Bypass is a process in which EMS transports patients directly to the most appropriate facility for their condition, even if that facility is farther away, and is the byproduct of effective regionalized care. This approach prevents delays caused by transport to a facility ill-equipped to treat their condition, which can result in additional resources mobilized for an interfacility transfer and duplicative testing in multiple health systems. Patients who have had a STEMI transported to facilities not equipped for cardiac catheterization experience an average 79-minute delay and increased mortality.[59] EMS systems must have clear and consistent guidelines for bypass with the cooperation of all regional hospitals. Proper guidelines may help to avoid confusion or resistance from receiving facilities, standardize EMS decision-making in the field, and ensure that all stakeholders understand and support the rationale behind bypass protocols. 

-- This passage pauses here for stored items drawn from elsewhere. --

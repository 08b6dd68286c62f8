//! Overview panel rendering for staged segmentation results.
//!
//! Lays out six stage images in a 2x3 grid: frame, mask, distance field
//! on the top row; display labels, elevation, summed grain stack on the
//! bottom row. Each tile is min-max normalized to u8 independently, so
//! faint stages stay visible next to bright ones.
//!
//! Everything here is presentation only. In particular the display label
//! image is recomputed from the retained slots (slot index + 1 on each
//! grain's support) and never feeds back into the numeric result.

use image::{GrayImage, Luma};

use crate::types::{Frame, GrainStack, StagedSeparation};

/// Tiles per panel row.
const COLUMNS: u32 = 3;
/// Panel rows.
const ROWS: u32 = 2;

/// Render the 2x3 overview panel for a staged segmentation.
#[must_use = "returns the rendered panel image"]
#[allow(clippy::cast_possible_truncation)]
pub fn render_panel(staged: &StagedSeparation) -> GrayImage {
    let (width, height) = staged.frame.dimensions();
    let tiles: [Frame; (COLUMNS * ROWS) as usize] = [
        staged.frame.clone(),
        gray_to_frame(&staged.mask),
        staged.distance.clone(),
        display_labels(&staged.segmentation.grains),
        staged.elevation.clone(),
        staged.segmentation.grains.summed(),
    ];

    let mut panel = GrayImage::new(width * COLUMNS, height * ROWS);
    for (index, tile) in tiles.iter().enumerate() {
        let rendered = to_u8_normalized(tile);
        let offset_x = (index as u32 % COLUMNS) * width;
        let offset_y = (index as u32 / COLUMNS) * height;
        for (x, y, pixel) in rendered.enumerate_pixels() {
            panel.put_pixel(offset_x + x, offset_y + y, *pixel);
        }
    }
    panel
}

/// Display label image: slot index + 1 over each retained grain's support.
///
/// Unlike the raw watershed label field, this numbering has no gaps after
/// size filtering, which keeps the rendered gray levels evenly spaced.
#[must_use]
#[allow(clippy::cast_precision_loss)]
pub fn display_labels(grains: &GrainStack) -> Frame {
    let mut labels = Frame::new(grains.width(), grains.height());
    for (slot_index, slot) in grains.slots().iter().enumerate() {
        let value = (slot_index + 1) as f32;
        for (accumulated, &intensity) in labels.iter_mut().zip(slot.iter()) {
            if intensity != 0.0 {
                *accumulated = value;
            }
        }
    }
    labels
}

/// Min-max normalize a frame to u8. A constant frame renders as black.
#[must_use = "returns the rendered tile"]
#[allow(clippy::cast_possible_truncation, clippy::cast_sign_loss)]
pub fn to_u8_normalized(frame: &Frame) -> GrayImage {
    let mut min = f32::INFINITY;
    let mut max = f32::NEG_INFINITY;
    for &value in frame.iter() {
        min = min.min(value);
        max = max.max(value);
    }
    let range = max - min;
    GrayImage::from_fn(frame.width(), frame.height(), |x, y| {
        if range > 0.0 {
            let scaled = (frame.get_pixel(x, y).0[0] - min) / range * 255.0;
            Luma([scaled.round().clamp(0.0, 255.0) as u8])
        } else {
            Luma([0])
        }
    })
}

/// Widen a binary mask into an f32 frame for uniform tile handling.
fn gray_to_frame(mask: &GrayImage) -> Frame {
    Frame::from_fn(mask.width(), mask.height(), |x, y| {
        Luma([f32::from(mask.get_pixel(x, y).0[0])])
    })
}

Adequate funding is essential to the effective functioning of both EMS and health systems. Variations in reimbursement structures across different types of care can create financial incentives that drive competition among hospitals for specific designations. These reimbursement models may also inadvertently influence the availability of care at ambulance-receiving facilities. EMS agencies must also be fairly reimbursed, especially when transporting to distant specialty centers, as longer transport times raise operational costs and require additional expertise and training. Supporting regionalization and aligning with evidence-based care may require payers to better account for the actual value of transporting patients to the right level of care. Past regionalization efforts have often struggled with implementation, largely due to financial barriers.[49]

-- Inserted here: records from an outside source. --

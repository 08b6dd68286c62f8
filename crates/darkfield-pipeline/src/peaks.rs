//! Seed finding: local maxima of the distance field.
//!
//! A pixel is a seed candidate when it is inside the mask, strictly
//! positive, outside the border-exclusion margin, and at least as large as
//! every pixel in the `(2 * min_distance + 1)` square window around it.
//! The non-strict comparison keeps whole plateaus; adjacent plateau pixels
//! later merge into a single marker during connected-component labeling.
//!
//! When more candidates exist than the grain cap allows, the ones with the
//! highest distance value win; ties go to the first candidate found in
//! raster order, so raising the cap only ever adds seeds to the retained
//! set.
//!
//! This is step 3 in the pipeline.

use image::{GrayImage, Luma};

use crate::types::{ExcludeBorder, Frame};

/// Find watershed seed pixels in a distance field.
///
/// Returns a binary seed image (255 = seed). `max_count` caps the number
/// of seed pixels; `exclude_border` discards candidates near the frame
/// edge before the cap is applied.
#[must_use = "returns the binary seed image"]
pub fn local_maxima(
    field: &Frame,
    mask: &GrayImage,
    min_distance: u32,
    max_count: usize,
    exclude_border: ExcludeBorder,
) -> GrayImage {
    let (width, height) = field.dimensions();
    let margin = exclude_border.margin(min_distance);

    let mut candidates: Vec<(u32, u32, f32)> = Vec::new();
    for y in 0..height {
        for x in 0..width {
            if mask.get_pixel(x, y).0[0] == 0 || within_margin(x, y, width, height, margin) {
                continue;
            }
            let value = field.get_pixel(x, y).0[0];
            if value <= 0.0 {
                continue;
            }
            if is_window_max(field, x, y, min_distance, value) {
                candidates.push((x, y, value));
            }
        }
    }

    if candidates.len() > max_count {
        // Stable sort: equal values keep raster discovery order.
        candidates.sort_by(|a, b| b.2.total_cmp(&a.2));
        candidates.truncate(max_count);
    }

    let mut seeds = GrayImage::new(width, height);
    for &(x, y, _) in &candidates {
        seeds.put_pixel(x, y, Luma([255]));
    }
    seeds
}

/// `true` when no pixel in the square window of the given radius exceeds
/// `value`. The window is clipped at the frame edge.
fn is_window_max(field: &Frame, x: u32, y: u32, radius: u32, value: f32) -> bool {
    let x0 = x.saturating_sub(radius);
    let y0 = y.saturating_sub(radius);
    let x1 = x.saturating_add(radius).min(field.width() - 1);
    let y1 = y.saturating_add(radius).min(field.height() - 1);
    for ny in y0..=y1 {
        for nx in x0..=x1 {
            if field.get_pixel(nx, ny).0[0] > value {
                return false;
            }
        }
    }
    true
}

/// `true` when the pixel lies within `margin` pixels of any frame edge.
const fn within_margin(x: u32, y: u32, width: u32, height: u32, margin: u32) -> bool {
    margin > 0
        && (x < margin
            || y < margin
            || x.saturating_add(margin) >= width
            || y.saturating_add(margin) >= height)
}

#[cfg(test)]
mod tests {
    use super::*;

    fn field_from(values: &[(u32, u32, f32)], width: u32, height: u32) -> Frame {
        let mut field = Frame::new(width, height);
        for &(x, y, v) in values {
            field.put_pixel(x, y, Luma([v]));
        }
        field
    }

    fn full_mask(width: u32, height: u32) -> GrayImage {
        GrayImage::from_pixel(width, height, Luma([255]))
    }

    fn seed_coords(seeds: &GrayImage) -> Vec<(u32, u32)> {
        seeds
            .enumerate_pixels()
            .filter(|(_, _, p)| p.0[0] != 0)
            .map(|(x, y, _)| (x, y))
            .collect()
    }

    #[test]
    fn single_peak_is_found() {
        let field = field_from(&[(3, 3, 2.0), (3, 4, 1.0)], 7, 7);
        let seeds = local_maxima(&field, &full_mask(7, 7), 2, 10, ExcludeBorder::Off);
        assert_eq!(seed_coords(&seeds), vec![(3, 3)]);
    }

    #[test]
    fn zero_valued_pixels_are_never_seeds() {
        let field = Frame::new(5, 5);
        let seeds = local_maxima(&field, &full_mask(5, 5), 1, 10, ExcludeBorder::Off);
        assert!(seed_coords(&seeds).is_empty());
    }

    #[test]
    fn smaller_peak_inside_window_is_suppressed() {
        // Peaks at x=2 and x=5 are 3 apart; with min_distance 3 the
        // smaller one sees the larger in its window and is dropped.
        let field = field_from(&[(2, 2, 5.0), (5, 2, 4.0)], 8, 5);
        let seeds = local_maxima(&field, &full_mask(8, 5), 3, 10, ExcludeBorder::Off);
        assert_eq!(seed_coords(&seeds), vec![(2, 2)]);
    }

    #[test]
    fn distant_peaks_both_survive() {
        let field = field_from(&[(1, 1, 5.0), (8, 8, 4.0)], 10, 10);
        let seeds = local_maxima(&field, &full_mask(10, 10), 2, 10, ExcludeBorder::Off);
        assert_eq!(seed_coords(&seeds), vec![(1, 1), (8, 8)]);
    }

    #[test]
    fn plateau_keeps_adjacent_seeds() {
        // Two equal neighbors form a plateau; both stay and merge later
        // during marker labeling.
        let field = field_from(&[(3, 3, 2.0), (4, 3, 2.0)], 8, 8);
        let seeds = local_maxima(&field, &full_mask(8, 8), 2, 10, ExcludeBorder::Off);
        assert_eq!(seed_coords(&seeds), vec![(3, 3), (4, 3)]);
    }

    #[test]
    fn cap_keeps_highest_values() {
        let field = field_from(&[(1, 1, 1.0), (5, 1, 3.0), (1, 5, 2.0)], 8, 8);
        let seeds = local_maxima(&field, &full_mask(8, 8), 1, 2, ExcludeBorder::Off);
        let coords = seed_coords(&seeds);
        assert_eq!(coords.len(), 2);
        assert!(coords.contains(&(5, 1)), "highest peak must survive the cap");
        assert!(coords.contains(&(1, 5)), "second-highest peak must survive the cap");
    }

    #[test]
    fn cap_ties_break_by_raster_order() {
        let field = field_from(&[(1, 1, 2.0), (5, 1, 2.0), (1, 5, 2.0)], 8, 8);
        let seeds = local_maxima(&field, &full_mask(8, 8), 1, 2, ExcludeBorder::Off);
        // Raster order of discovery: (1,1) then (5,1) then (1,5).
        assert_eq!(seed_coords(&seeds), vec![(1, 1), (5, 1)]);
    }

    #[test]
    fn masked_out_pixels_are_ignored() {
        let field = field_from(&[(2, 2, 5.0), (6, 6, 4.0)], 9, 9);
        let mut mask = full_mask(9, 9);
        mask.put_pixel(2, 2, Luma([0]));
        let seeds = local_maxima(&field, &mask, 1, 10, ExcludeBorder::Off);
        assert_eq!(seed_coords(&seeds), vec![(6, 6)]);
    }

    #[test]
    fn border_margin_excludes_edge_seeds() {
        let field = field_from(&[(0, 3, 5.0), (4, 4, 1.0)], 9, 9);
        let seeds = local_maxima(&field, &full_mask(9, 9), 1, 10, ExcludeBorder::Margin(2));
        assert_eq!(seed_coords(&seeds), vec![(4, 4)]);
    }

    #[test]
    fn extreme_radius_and_margin_do_not_overflow() {
        // A window radius near u32::MAX clips to the frame; a margin that
        // large excludes every pixel instead of wrapping around.
        let field = field_from(&[(3, 3, 2.0)], 7, 7);
        let seeds = local_maxima(&field, &full_mask(7, 7), u32::MAX, 10, ExcludeBorder::Off);
        assert_eq!(seed_coords(&seeds), vec![(3, 3)]);

        let excluded =
            local_maxima(&field, &full_mask(7, 7), 1, 10, ExcludeBorder::Margin(u32::MAX));
        assert!(seed_coords(&excluded).is_empty());
    }

    #[test]
    fn min_distance_border_policy_uses_window_radius() {
        // Seed at (2, 2) sits closer than min_distance to the edge and is
        // excluded under the MinDistance policy; the interior seed stays.
        let field = field_from(&[(2, 2, 5.0), (6, 6, 1.0)], 10, 10);
        let excluded = local_maxima(&field, &full_mask(10, 10), 3, 10, ExcludeBorder::MinDistance);
        assert_eq!(seed_coords(&excluded), vec![(6, 6)]);
        let kept = local_maxima(&field, &full_mask(10, 10), 3, 10, ExcludeBorder::Off);
        assert_eq!(seed_coords(&kept), vec![(2, 2), (6, 6)]);
    }
}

Although regionalization has proven to improve outcomes, healthcare systems must be wary of over-regionalization.[60][61][62] Emergency physicians are trained to stabilize all patient presentations, and community hospitals are capable of providing high-quality initial care for a broad range of emergencies. Regionalization of routine cases such as sepsis or cardiac arrest could increase financial burdens on the payer and strain EMS resources, perhaps without clear evidence of improved morbidity or mortality. In the absence of strong data demonstrating a clear benefit, such expansions can risk inefficiencies and should not yet be implemented until there is clear evidence.

Clinical Significance

Regionalization has demonstrated clear benefits in improving patient outcomes for several time-sensitive emergencies. However, its continued success depends on balanced implementation and evidence-based expansion. For example, prehospital stroke systems are evolving as endovascular therapy becomes the standard of care for large vessel occlusions. Clear protocols regarding diversion, bypass, and specialty receiving center criteria must be established to ensure fair and consistent care. The public must also understand the destination choices and why they may have to go to one facility over another. Prehospital care, especially for time-sensitive diseases, must also decrease time to definitive care by not only bypassing the most appropriate destination but also having the ability for EMS-initiated prenotification and activation of in-hospital teams.

Conversely, EMS physicians must ensure healthcare providers correctly identify time-sensitive diseases, such as stroke, and patients who have had a STEMI who are candidates for cardiac catheterization. EMS medical directors play a key role in aligning EMS regionalization efforts with both system capabilities and patient needs, while helping to coordinate input from all stakeholders. These efforts help to ensure that regionalized EMS systems are both effective and fair, improving outcomes of ambulance-arrived patients through proper destination choices.